§ **Task item**
Everything from the line that contains "0, 0], 3000)));" to the end of the listing below, both ends included, is to be transcribed word for word, and nothing else.

§ **Exercise input**
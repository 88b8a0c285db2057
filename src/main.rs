//! MathQuest · AI Math Content Backend
//!
//! - Axum HTTP API for challenge generation, problem matching, curriculum
//!   building, hints, bulk seeding, and usage reporting
//! - OpenAI integration (via environment variables)
//! - In-process document store with collection-scoped add/get/query
//!
//! Important env variables:
//!   PORT          : u16 (default 3000)
//!   OPENAI_API_KEY    : enables model-backed endpoints if present
//!   OPENAI_BASE_URL    : default "https://api.openai.com/v1"
//!   OPENAI_FAST_MODEL  : default "gpt-3.5-turbo"
//!   OPENAI_STRONG_MODEL   : default "gpt-4o-mini"
//!   AGENT_CONFIG_PATH  : path to TOML config (prompts + optional topic bank)
//!   LOG_LEVEL    : tracing filter, e.g. "debug" or full directives
//!   LOG_FORMAT      : "pretty" (default) or "json"

mod telemetry;
mod util;
mod error;
mod domain;
mod config;
mod seeds;
mod store;
mod usage;
mod state;
mod protocol;
mod logic;
mod openai;
mod routes;

use std::{net::SocketAddr, sync::Arc};
use tokio::net::TcpListener;
use tracing::{info, instrument};

use crate::routes::build_router;
use crate::state::AppState;

#[instrument(level = "info", skip_all)]
#[tokio::main]
async fn main() -> Result<(), Box<dyn std::error::Error>> {
  telemetry::init_tracing();

  // Build shared application state (document store, OpenAI client, prompts).
  let state = Arc::new(AppState::new());

  // Build the HTTP router with routes, CORS and tracing layers.
  let app = build_router(state.clone());

  // Read port from env or default to 3000.
  let addr: SocketAddr = std::env::var("PORT")
    .ok()
    .and_then(|p| p.parse::<u16>().ok())
    .map(|port| SocketAddr::from(([0, 0, 0, 0], port)))
    .unwrap_or_else(|| SocketAddr::from(([0, 0, 0, 0], 3000)));

  let listener = TcpListener::bind(addr).await?;
  info!(target: "mathquest_backend", %addr, "HTTP server listening");
  axum::serve(listener, app).await?;
  Ok(())
}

§ **Completed exercise**
    .unwrap_or_else(|| SocketAddr::from(([0, 0, 0, 0], 3000)));

  let listener = TcpListener::bind(addr).await?;
  info!(target: "mathquest_backend", %addr, "HTTP server listening");
  axum::serve(listener, app).await?;
  Ok(())
}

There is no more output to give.